** Opening ENTRIES PROVIDED block **
impl SessionConfig {
    pub fn new(name: &str, console_ip: &str) -> Self {
        Self {
            name: name.to_string(),
            console_ip: console_ip.to_string(),
            console_port: DEFAULT_CONSOLE_PORT,
            local_port: 0,
            idle_window: Duration::from_secs(10),
            probe_timeout: Duration::from_secs(2),
            max_probe_failures: 5,
            mock: false,
        }
    }

    pub fn with_port(mut self, port: u16) -> Self {
        self.console_port = port;
        self
    }

    pub fn with_idle_window(mut self, window: Duration) -> Self {
        self.idle_window = window;
        self
    }

    pub fn with_probe_timeout(mut self, timeout: Duration) -> Self {
        self.probe_timeout = timeout;
        self
    }

    pub fn with_mock(mut self, mock: bool) -> Self {
        self.mock = mock;
        self
    }
}

/// Session-layer errors.
#[derive(Debug, thiserror::Error)]
pub enum SessionError {
    #[error("failed to bind UDP socket: {0}")]
    Bind(#[source] std::io::Error),
    #[error("invalid console address: {0}")]
    Address(String),
    #[error("transport error: {0}")]
    Transport(String),
    #[error("request timed out after {0:?}")]
    Timeout(Duration),
    #[error("too many queued requests for {0}")]
    Busy(String),
}

impl SessionError {
    pub fn is_timeout(&self) -> bool {
        matches!(self, SessionError::Timeout(_))
    }
}
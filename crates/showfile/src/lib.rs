//! The console's scene/backup text format and the parameter manifest that
//! drives full exports.
//!
//! Files written here are what the console itself consumes over USB: a
//! `.scn` file carries one scene, a `.bak` file carries the whole desk.
//! Both share the same grammar — a header line, then one line per
//! parameter.

pub mod codec;
pub mod manifest;

pub use codec::{read, write, SceneHeader, SceneRecord, ShowfileError};
pub use manifest::{section_label_for, Manifest, ManifestSection};
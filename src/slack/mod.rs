use anyhow::{Context, Result};
use reqwest::Client;
use serde_json::json;

use crate::summary::SummaryPair;

/// Slack mrkdwn link line, then the Korean summary, then the English one.
pub fn format_message(title: &str, link: &str, summary: &SummaryPair) -> String {
    format!("<{}|{}>\n\n{}\n\n{}", link, title, summary.korean, summary.english)
}

/// POST {"text": ...} to the incoming webhook; Slack answers with a plain
/// "ok" body, returned for logging.
pub async fn post_message(client: &Client, webhook_url: &str, text: &str) -> Result<String> {
    let payload = json!({ "text": text });
    let response = client
        .post(webhook_url)
        .json(&payload)
        .send()
        .await
        .context("post to slack webhook")?;
    let response = response
        .error_for_status()
        .context("slack webhook rejected the message")?;
    let body = response.text().await.context("read slack webhook response")?;
    Ok(body)
}
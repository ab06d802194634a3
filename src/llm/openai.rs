use async_trait::async_trait;
use reqwest::{Client as HttpClient, StatusCode};
use serde::{Deserialize, Serialize};

use crate::config::OpenAiConfig;

/// Chat-completion seam; the summarizer only sees this trait so tests can
/// swap in the mock.
#[async_trait]
pub trait LlmClient: Send + Sync {
    /// Returns the first choice's message content.
    async fn chat_completion(&self, messages: Vec<ChatMessage>) -> Result<String, OpenAiError>;
}

#[derive(Clone)]
pub struct OpenAiClient {
    http: HttpClient,
    cfg: OpenAiConfig,
}

impl OpenAiClient {
    pub fn new(cfg: OpenAiConfig) -> Result<Self, OpenAiError> {
        let http = HttpClient::builder()
            .timeout(cfg.timeout)
            .build()
            .map_err(OpenAiError::http)?;
        Ok(Self { http, cfg })
    }

    fn endpoint(&self) -> String {
        format!("{}/chat/completions", self.cfg.base_url.trim_end_matches('/'))
    }

    fn build_api_request(&self, messages: &[ChatMessage]) -> ApiChatCompletionRequest {
        ApiChatCompletionRequest {
            model: self.cfg.model.clone(),
            temperature: self.cfg.temperature,
            top_p: self.cfg.top_p,
            messages: messages
                .iter()
                .map(|m| ApiChatMessage {
                    role: m.role.as_api_str().to_string(),
                    content: Some(m.content.clone()),
                })
                .collect(),
        }
    }
}

#[async_trait]
impl LlmClient for OpenAiClient {
    async fn chat_completion(&self, messages: Vec<ChatMessage>) -> Result<String, OpenAiError> {
        if messages.is_empty() {
            return Err(OpenAiError::EmptyMessages);
        }

        let api_request = self.build_api_request(&messages);

        let response = self
            .http
            .post(self.endpoint())
            .bearer_auth(&self.cfg.api_key)
            .json(&api_request)
            .send()
            .await
            .map_err(OpenAiError::http)?;

        let status = response.status();
        let bytes = response.bytes().await.map_err(OpenAiError::http)?;

        if !status.is_success() {
            let api_err = serde_json::from_slice::<ApiErrorEnvelope>(&bytes)
                .ok()
                .map(|env| env.error);
            return Err(OpenAiError::Api {
                status,
                error: api_err.unwrap_or_default(),
            });
        }

        let parsed: ApiChatCompletionResponse =
            serde_json::from_slice(&bytes).map_err(OpenAiError::Decode)?;

        parsed
            .choices
            .into_iter()
            .find_map(|choice| choice.message.content)
            .ok_or(OpenAiError::EmptyChoices)
    }
}

#[derive(Clone, Debug, PartialEq)]
pub struct ChatMessage {
    pub role: ChatRole,
    pub content: String,
}

impl ChatMessage {
    pub fn new(role: ChatRole, content: impl Into<String>) -> Self {
        Self { role, content: content.into() }
    }
}

#[derive(Clone, Copy, Debug, PartialEq)]
pub enum ChatRole {
    System,
    User,
    Assistant,
}

impl ChatRole {
    fn as_api_str(&self) -> &'static str {
        match self {
            ChatRole::System => "system",
            ChatRole::User => "user",
            ChatRole::Assistant => "assistant",
        }
    }
}

#[derive(Debug)]
pub enum OpenAiError {
    EmptyMessages,
    Http(reqwest::Error),
    Timeout,
    Api { status: StatusCode, error: ApiErrorBody },
    EmptyChoices,
    Decode(serde_json::Error),
}

impl OpenAiError {
    fn http(err: reqwest::Error) -> Self {
        if err.is_timeout() { OpenAiError::Timeout } else { OpenAiError::Http(err) }
    }
}

impl std::fmt::Display for OpenAiError {
    fn fmt(&self, f: &mut std::fmt::Formatter<'_>) -> std::fmt::Result {
        match self {
            OpenAiError::EmptyMessages => {
                write!(f, "chat completion requires at least one message")
            }
            OpenAiError::Http(err) => write!(f, "http error: {err}"),
            OpenAiError::Timeout => write!(f, "request timed out"),
            OpenAiError::Api { status, error } => {
                write!(f, "api error {status}: {}", error.message)
            }
            OpenAiError::EmptyChoices => {
                write!(f, "response contained no completion choices")
            }
            OpenAiError::Decode(err) => write!(f, "decode error: {err}"),
        }
    }
}

impl std::error::Error for OpenAiError {
    fn source(&self) -> Option<&(dyn std::error::Error + 'static)> {
        match self {
            OpenAiError::Http(err) => Some(err),
            OpenAiError::Decode(err) => Some(err),
            _ => None,
        }
    }
}

#[derive(Debug, Clone, Serialize, Deserialize)]
pub struct ApiErrorBody {
    pub message: String,
    #[serde(default)]
    pub r#type: Option<String>,
    #[serde(default)]
    pub param: Option<String>,
    #[serde(default)]
    pub code: Option<String>,
}

impl Default for ApiErrorBody {
    fn default() -> Self {
        Self { message: "unknown error".to_string(), r#type: None, param: None, code: None }
    }
}

#[derive(Debug, Clone, Serialize, Deserialize)]
struct ApiErrorEnvelope {
    error: ApiErrorBody,
}

#[derive(Debug, Clone, Serialize)]
struct ApiChatCompletionRequest {
    model: String,
    temperature: f32,
    top_p: f32,
    messages: Vec<ApiChatMessage>,
}

#[derive(Debug, Clone, Serialize, Deserialize)]
struct ApiChatMessage {
    role: String,
    content: Option<String>,
}

#[derive(Debug, Clone, Deserialize)]
struct ApiChatCompletionResponse {
    choices: Vec<ApiChatChoice>,
}

#[derive(Debug, Clone, Deserialize)]
struct ApiChatChoice {
    message: ApiChatMessage,
}

/// Test double: canned completions in FIFO order, every request recorded.
#[cfg(test)]
#[derive(Default)]
pub struct MockClient {
    responses: std::sync::Mutex<std::collections::VecDeque<Result<String, OpenAiError>>>,
    calls: std::sync::Mutex<Vec<Vec<ChatMessage>>>,
}

#[cfg(test)]
impl MockClient {
    pub fn new() -> Self {
        Self::default()
    }

    pub fn push_response(&self, resp: Result<String, OpenAiError>) {
        self.responses.lock().unwrap().push_back(resp);
    }

    pub fn calls(&self) -> Vec<Vec<ChatMessage>> {
        self.calls.lock().unwrap().clone()
    }
}

#[cfg(test)]
#[async_trait]
impl LlmClient for MockClient {
    async fn chat_completion(&self, messages: Vec<ChatMessage>) -> Result<String, OpenAiError> {
        self.calls.lock().unwrap().push(messages);
        self.responses
            .lock()
            .unwrap()
            .pop_front()
            .expect("mock client response queue is empty")
    }
}

#[cfg(test)]
mod tests {
    use super::*;
    use serde_json::json;
    use std::time::Duration;
    use wiremock::matchers::{body_partial_json, header, method, path};
    use wiremock::{Mock, MockServer, ResponseTemplate};

    fn test_cfg(base_url: String) -> OpenAiConfig {
        OpenAiConfig {
            api_key: "sk-test".into(),
            base_url,
            model: "gpt-3.5-turbo".into(),
            temperature: 0.7,
            top_p: 0.5,
            timeout: Duration::from_secs(5),
        }
    }

    #[test]
    fn build_request_serializes_model_and_sampling_params() {
        let client = OpenAiClient::new(test_cfg("https://api.openai.com/v1".into())).unwrap();
        let api_request = client.build_api_request(&[
            ChatMessage::new(ChatRole::System, "You are helpful."),
            ChatMessage::new(ChatRole::User, "Hello"),
        ]);
        let value = serde_json::to_value(&api_request).unwrap();

        assert_eq!(value["model"], "gpt-3.5-turbo");
        assert_eq!(value["temperature"], 0.7);
        assert_eq!(value["top_p"], 0.5);
        assert_eq!(value["messages"][0]["role"], "system");
        assert_eq!(value["messages"][1]["content"], "Hello");
    }

    #[tokio::test]
    async fn chat_completion_sends_bearer_auth_and_returns_first_choice() {
        let server = MockServer::start().await;
        Mock::given(method("POST"))
            .and(path("/v1/chat/completions"))
            .and(header("authorization", "Bearer sk-test"))
            .and(body_partial_json(json!({
                "model": "gpt-3.5-turbo",
                "temperature": 0.7,
                "top_p": 0.5,
            })))
            .respond_with(ResponseTemplate::new(200).set_body_json(json!({
                "choices": [{"message": {"role": "assistant", "content": "- Price rose"}}]
            })))
            .mount(&server)
            .await;

        let client = OpenAiClient::new(test_cfg(format!("{}/v1", server.uri()))).unwrap();
        let content = client
            .chat_completion(vec![ChatMessage::new(ChatRole::User, "Summarize this")])
            .await
            .unwrap();
        assert_eq!(content, "- Price rose");
    }

    #[tokio::test]
    async fn non_success_status_maps_to_api_error() {
        let server = MockServer::start().await;
        Mock::given(method("POST"))
            .and(path("/v1/chat/completions"))
            .respond_with(ResponseTemplate::new(401).set_body_json(json!({
                "error": {"message": "Incorrect API key provided"}
            })))
            .mount(&server)
            .await;

        let client = OpenAiClient::new(test_cfg(format!("{}/v1", server.uri()))).unwrap();
        let err = client
            .chat_completion(vec![ChatMessage::new(ChatRole::User, "hi")])
            .await
            .unwrap_err();
        match err {
            OpenAiError::Api { status, error } => {
                assert_eq!(status, StatusCode::UNAUTHORIZED);
                assert_eq!(error.message, "Incorrect API key provided");
            }
            other => panic!("expected Api error, got {other}"),
        }
    }

    #[tokio::test]
    async fn empty_choices_is_an_error() {
        let server = MockServer::start().await;
        Mock::given(method("POST"))
            .and(path("/v1/chat/completions"))
            .respond_with(ResponseTemplate::new(200).set_body_json(json!({"choices": []})))
            .mount(&server)
            .await;

        let client = OpenAiClient::new(test_cfg(format!("{}/v1", server.uri()))).unwrap();
        let err = client
            .chat_completion(vec![ChatMessage::new(ChatRole::User, "hi")])
            .await
            .unwrap_err();
        assert!(matches!(err, OpenAiError::EmptyChoices));
    }

    #[tokio::test]
    async fn empty_message_list_is_rejected_locally() {
        let client = OpenAiClient::new(test_cfg("https://api.openai.com/v1".into())).unwrap();
        let err = client.chat_completion(Vec::new()).await.unwrap_err();
        assert!(matches!(err, OpenAiError::EmptyMessages));
    }

    #[tokio::test]
    async fn mock_client_replays_queue_and_records_calls() {
        let mock = MockClient::new();
        mock.push_response(Ok("first".into()));
        mock.push_response(Ok("second".into()));

        let msgs = vec![ChatMessage::new(ChatRole::User, "one")];
        assert_eq!(mock.chat_completion(msgs.clone()).await.unwrap(), "first");
        assert_eq!(
            mock.chat_completion(vec![ChatMessage::new(ChatRole::Assistant, "two")])
                .await
                .unwrap(),
            "second"
        );
        assert_eq!(mock.calls().len(), 2);
        assert_eq!(mock.calls()[0], msgs);
    }

    #[test]
    fn api_error_display_includes_status() {
        let err = OpenAiError::Api {
            status: StatusCode::BAD_REQUEST,
            error: ApiErrorBody {
                message: "bad request".into(),
                r#type: Some("invalid_request_error".into()),
                param: None,
                code: None,
            },
        };
        assert_eq!(format!("{err}"), "api error 400 Bad Request: bad request");
    }
}
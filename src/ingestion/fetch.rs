use anyhow::Result;
use bytes::Bytes;
use reqwest::Client;

pub async fn fetch_rss(client: &Client, url: &str) -> Result<Bytes> {
    let bytes = client.get(url).send().await?.error_for_status()?.bytes().await?;
    Ok(bytes)
}

pub async fn fetch_article(client: &Client, url: &str) -> Result<String> {
    let text = client.get(url).send().await?.error_for_status()?.text().await?;
    Ok(text)
}

#[cfg(test)]
mod tests {
    use super::*;
    use wiremock::matchers::{method, path};
    use wiremock::{Mock, MockServer, ResponseTemplate};

    #[tokio::test]
    async fn fetch_rss_returns_body_bytes() {
        let server = MockServer::start().await;
        Mock::given(method("GET"))
            .and(path("/feed.xml"))
            .respond_with(ResponseTemplate::new(200).set_body_string("<rss/>"))
            .mount(&server)
            .await;

        let client = Client::new();
        let bytes = fetch_rss(&client, &format!("{}/feed.xml", server.uri())).await.unwrap();
        assert_eq!(&bytes[..], b"<rss/>");
    }

    #[tokio::test]
    async fn fetch_rss_fails_on_non_success_status() {
        let server = MockServer::start().await;
        Mock::given(method("GET"))
            .and(path("/feed.xml"))
            .respond_with(ResponseTemplate::new(503))
            .mount(&server)
            .await;

        let client = Client::new();
        let err = fetch_rss(&client, &format!("{}/feed.xml", server.uri())).await.unwrap_err();
        assert!(err.to_string().contains("503"));
    }

    #[tokio::test]
    async fn fetch_article_fails_on_404() {
        let server = MockServer::start().await;
        Mock::given(method("GET"))
            .and(path("/gone"))
            .respond_with(ResponseTemplate::new(404))
            .mount(&server)
            .await;

        let client = Client::new();
        assert!(fetch_article(&client, &format!("{}/gone", server.uri())).await.is_err());
    }
}
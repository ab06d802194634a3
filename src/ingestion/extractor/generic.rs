use scraper::{Html, Selector};

// A candidate container shorter than this is probably a teaser or a nav
// block, not the article body.
const MIN_CANDIDATE_LEN: usize = 200;

const CANDIDATES: &[&str] = &[
    "article",
    "main",
    "[role=main]",
    "#content",
    "[itemprop=articleBody]",
    ".post-content",
];

/// Readability pass: try likely article containers first, then fall back to
/// stitching together every paragraph on the page. None means the page had no
/// readable body at all.
pub fn extract_readable(html: &str) -> Option<String> {
    let doc = Html::parse_document(html);

    for sel in CANDIDATES {
        if let Some(text) = node_text(&doc, sel) {
            if text.len() >= MIN_CANDIDATE_LEN {
                return Some(text);
            }
        }
    }

    let p_sel = Selector::parse("p").ok()?;
    let paragraphs: Vec<String> = doc
        .select(&p_sel)
        .map(|p| collapse(&p.text().collect::<String>()))
        .filter(|s| !s.is_empty())
        .collect();
    let joined = paragraphs.join("\n");
    if joined.trim().is_empty() { None } else { Some(joined) }
}

fn node_text(doc: &Html, selector: &str) -> Option<String> {
    let sel = Selector::parse(selector).ok()?;
    let node = doc.select(&sel).next()?;
    let text = collapse(&node.text().collect::<String>());
    if text.trim().is_empty() { None } else { Some(text) }
}

// scraper keeps the source document's indentation; trim line-wise and drop
// blanks
fn collapse(s: &str) -> String {
    let mut out = String::new();
    for line in s.lines() {
        let trimmed = line.trim();
        if trimmed.is_empty() {
            continue;
        }
        if !out.is_empty() {
            out.push('\n');
        }
        out.push_str(trimmed);
    }
    out
}
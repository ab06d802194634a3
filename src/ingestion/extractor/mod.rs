mod generic;

/// Per-host dispatch so site-specific extractors can slot in later,
/// e.g. "www.coindesk.com" => sites::coindesk::extract(html)
pub fn extract(host: &str, html: &str) -> Option<String> {
    match host {
        _ => generic::extract_readable(html),
    }
}
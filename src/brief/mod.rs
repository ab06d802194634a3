use anyhow::{Context, Result};
use reqwest::Client;
use url::Url;

use crate::config::Config;
use crate::ingestion::{extractor, fetch, parse};
use crate::llm::openai::OpenAiClient;
use crate::slack;
use crate::summary::Summarizer;
use crate::telemetry::ops::brief::Phase as BriefPhase;
use crate::telemetry::{self};

pub mod types;
use types::RunSummary;

/// The briefing covers the top of the feed only.
pub const ITEM_LIMIT: usize = 10;

/// One full run: fetch and parse the feed once, then walk the first ten
/// items through extract → summarize → notify. The first fault anywhere
/// aborts the run; an unreadable article is the one case that only skips
/// the item.
pub async fn run(cfg: &Config) -> Result<RunSummary> {
    let log = telemetry::brief();
    let _g = log
        .root_span_kv([
            ("feed_url", cfg.feed_url.clone()),
            ("limit", ITEM_LIMIT.to_string()),
        ])
        .entered();

    let client = Client::new();
    let llm = OpenAiClient::new(cfg.openai.clone()).context("build openai client")?;
    let summarizer = Summarizer::new(&llm).context("build summarizer")?;

    // fetch and parse the feed once per run
    let xml = {
        let _s = log.span(&BriefPhase::FetchRss).entered();
        fetch::fetch_rss(&client, &cfg.feed_url).await.context("fetch rss feed")?
    };
    let channel = {
        let _s = log.span(&BriefPhase::ParseRss).entered();
        parse::parse_channel(&xml).context("parse rss feed")?
    };

    let items = channel.items().len().min(ITEM_LIMIT);
    let mut notified = 0usize;
    let mut skipped = 0usize;

    for item in channel.items().iter().take(ITEM_LIMIT) {
        let Some(news) = parse::news_item(item) else {
            skipped += 1;
            log.warn_kv("↩️ skip", [("reason", "no-link".to_string())]);
            continue;
        };
        log.info_kv("📰 item", [
            ("title", news.title.clone()),
            ("published", format!("{:?}", news.published_at)),
        ]);

        let html = {
            let _s = log.span_kv(&BriefPhase::FetchItem, [("url", news.link.clone())]).entered();
            fetch::fetch_article(&client, &news.link)
                .await
                .with_context(|| format!("fetch article {}", news.link))?
        };

        let host = Url::parse(&news.link)
            .ok()
            .and_then(|u| u.host_str().map(|s| s.to_string()))
            .unwrap_or_default();
        let extracted = {
            let _s = log.span_kv(&BriefPhase::Extract, [("host", host.clone())]).entered();
            extractor::extract(&host, &html)
        };
        let Some(text) = extracted else {
            skipped += 1;
            log.warn_kv("↩️ skip", [
                ("reason", "no-readable-content".to_string()),
                ("url", news.link.clone()),
            ]);
            continue;
        };

        let summary = summarizer
            .summarize(&text)
            .await
            .with_context(|| format!("summarize article {}", news.link))?;

        let message = slack::format_message(&news.title, &news.link, &summary);
        let response = {
            let _s = log.span_kv(&BriefPhase::Notify, [("url", news.link.clone())]).entered();
            slack::post_message(&client, &cfg.slack_webhook_url, &message)
                .await
                .with_context(|| format!("notify slack for {}", news.link))?
        };
        log.info(format!("📨 slack response: {response}"));
        notified += 1;
    }

    log.totals(items, notified, skipped);

    let summary = RunSummary { items, notified, skipped };
    if telemetry::config::json_mode() {
        log.result(&summary)?;
    }
    Ok(summary)
}
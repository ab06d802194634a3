use anyhow::Result;
use serde::Serialize;
use serde_json::json;
use std::io::{self, Write};

/// Single-line JSON envelope on stdout; logs stay on stderr.
pub fn print_result<T: Serialize>(op: &str, result: &T) -> Result<()> {
    let env = json!({ "op": op, "result": result });
    let mut out = io::stdout();
    serde_json::to_writer(&mut out, &env)?;
    writeln!(&mut out)?;
    Ok(())
}
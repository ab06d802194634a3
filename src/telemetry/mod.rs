pub mod config;
pub mod ctx;
pub mod emit;
pub mod ops;

use ctx::LogCtx;

pub fn brief() -> LogCtx<ops::brief::Brief> {
    LogCtx { json: config::logs_are_json(), _marker: std::marker::PhantomData }
}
** Closing ENTRIES PROVIDED block **
* _WHAT THIS TASK INVOLVES_:
Every line containing the word "once" should be copied from the material.

* _REPLY_:
/// One full run: fetch and parse the feed once, then walk the first ten
    // fetch and parse the feed once per run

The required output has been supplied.